Who's partaking, and how are they divided?
Eight teams take part in the tournament, the first of which being the country that will hold the tournament in the year after. In this case, Russia.
They're split into two groups, with the top two of each group progressing into the semi-finals, first playing second each time.
Group A: Russia; New Zealand; Portugal; Mexico.
Group B: Germany; Chile; Australia; Cameroon.
What stars are we expecting to see?
Well, not everyone.
Unfortunately, Germany have decided to use the tournament as an exercise to develop their exceptional amount of young talent, leaving some of the big names on their holidays.
Still, their squad includes the likes of Julian Draxler, Timo Werner and Emre Can.
The two biggest names at the tournament will be Alexis Sanchez and Cristiano Ronaldo, who come from Chile and Portugal respectively.
Russia will be hoping on goalkeeper Igor Akinfeev to bail them out against more stellar opponents, whilst Carlos Vela will hope to fire Mexico to an unexpected triumph.
What can be gained from it?
Much, if you think of it positively. The tournament gives Chile, Portugal and Germany - three teams with World Cup winning ambitions next year - a chance to further improve their tournament experience against top opposition.
Russia will be hoping to put on a good show for their home fans, amid doubts that they'll be able to compete effectively at the World Cup next summer. A poor performance and optimism will potentially fade off ahead of the big show in a year.

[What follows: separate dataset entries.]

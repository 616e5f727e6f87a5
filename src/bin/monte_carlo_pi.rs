//! Monte-Carlo π estimate split over `PI_NUM_PROCS` workers.
//!
//! Total trials from `PI_NUM_STEPS` (default 100_000_000).
use anyhow::Result;
use rust_minuit::quadrature::{QuadratureOptions, monte_carlo_pi_pooled, report};

const SEED: u64 = 0x5eed;

fn main() -> Result<()> {
    let opts = QuadratureOptions::from_env()?;
    let rep = report(|| monte_carlo_pi_pooled(opts.num_steps, opts.num_procs, SEED))?;
    println!("{rep}");
    Ok(())
}
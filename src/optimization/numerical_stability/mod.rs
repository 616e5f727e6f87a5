//! numerical_stability — bounded-parameter transforms and shared tolerances.
//!
//! Purpose
//! -------
//! Collect the transforms that map Minuit's unbounded internal parameters
//! onto limited external ones, together with the small tolerances the
//! optimizer and covariance layers share.
//!
//! Key behaviors
//! -------------
//! - [`Limits`] describes a parameter's range and provides `int2ext`,
//!   `ext2int`, the derivative `dint2ext`, and step conversion.
//! - [`EIGEN_EPS`] and [`GENERAL_TOL`] are the shared guards for
//!   eigenvalue truncation and near-zero denominators.
//!
//! Invariants & assumptions
//! ------------------------
//! - Inputs are finite `f64`; validation of user values happens in
//!   `minuit::parameters`.
//! - `ext2int` clamps into range first and never returns `NaN` for finite
//!   input.
//!
//! Conventions
//! -----------
//! - Pure numerical helpers: no I/O, no logging, no global state.

pub mod transformations;

// ---- Re-exports (primary public surface) ----------------------------------

pub use self::transformations::{EIGEN_EPS, GENERAL_TOL, Limits};

pub mod prelude {
    pub use super::transformations::{EIGEN_EPS, GENERAL_TOL, Limits};
}
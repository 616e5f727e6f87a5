//! Midpoint-rule integration of `4 / (1 + x²)` over `[0, 1]`.
use std::ops::Range;

use crate::quadrature::errors::{QuadratureError, QuadratureResult};

#[inline]
pub fn integrand(x: f64) -> f64 {
    4.0 / (1.0 + x * x)
}

/// Unscaled sum of the integrand at the midpoints `(i + 0.5) · step` for
/// `i` in `range`.
pub fn partial_sum(range: Range<u64>, step: f64) -> f64 {
    range.map(|i| integrand((i as f64 + 0.5) * step)).sum()
}

/// Unscaled sum over all `num_steps` midpoints.
pub fn serial_sum(num_steps: u64) -> f64 {
    partial_sum(0..num_steps, 1.0 / num_steps as f64)
}

/// π estimate `step · Σ 4 / (1 + x_i²)` on one thread.
///
/// # Errors
/// `ZeroSteps` for `num_steps == 0`.
pub fn compute_pi(num_steps: u64) -> QuadratureResult<f64> {
    if num_steps == 0 {
        return Err(QuadratureError::ZeroSteps);
    }
    let step = 1.0 / num_steps as f64;
    Ok(step * partial_sum(0..num_steps, step))
}

#[cfg(test)]
mod tests {
    use super::*;
    use approx::assert_abs_diff_eq;
    use std::f64::consts::PI;

    #[test]
    // Purpose
    // -------
    // A modest step count already gets close to π.
    //
    // Given
    // -----
    // - `num_steps = 10_000`.
    //
    // Expect
    // ------
    // - Error below `1e-8` (midpoint rule error is O(step²)).
    fn compute_pi_converges_with_step_count() {
        // Act
        let pi = compute_pi(10_000).expect("positive steps");

        // Assert
        assert_abs_diff_eq!(pi, PI, epsilon = 1e-8);
    }

    #[test]
    // Purpose
    // -------
    // One step evaluates the integrand at the single midpoint.
    //
    // Given
    // -----
    // - `num_steps = 1`, and `0`.
    //
    // Expect
    // ------
    // - `4 / 1.25 = 3.2`; zero steps are rejected.
    fn compute_pi_single_step_and_zero_steps() {
        // Act / Assert
        assert_abs_diff_eq!(compute_pi(1).expect("one step"), 3.2, epsilon = 1e-15);
        assert_eq!(compute_pi(0), Err(QuadratureError::ZeroSteps));
    }
}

Since the tournament was set up in 1992, it has been held nine times. Brazil are the record winners, having taken the trophy home four times. They're the current holders after beating Spain 3-0 in the 2013 final.
And video referee's...
The VAR (Video Assistant Referee) system will be used at the finals as FIFA's trial of the system continues, coming a week after it was criticised following a mix-up in protocol during a France vs England friendly in Paris.
Teams won't be able to challenge decisions, but the referee will be able to refer back to the VAR if they're in doubt over a key decision such as a penalty kick being given.
Great, where can I watch it?
ITV are the license holders in the UK for the tournament, meaning viewers won't have to have access to BT Sport or Sky in order to watch the finals.
Due to the tournament being held in Russia, kick-off times are fairly generous to European viewers, with games scheduled for 16:00 and 19:00, UK Time.
It all kick's off with Russia vs New Zealand, 4PM on Saturday!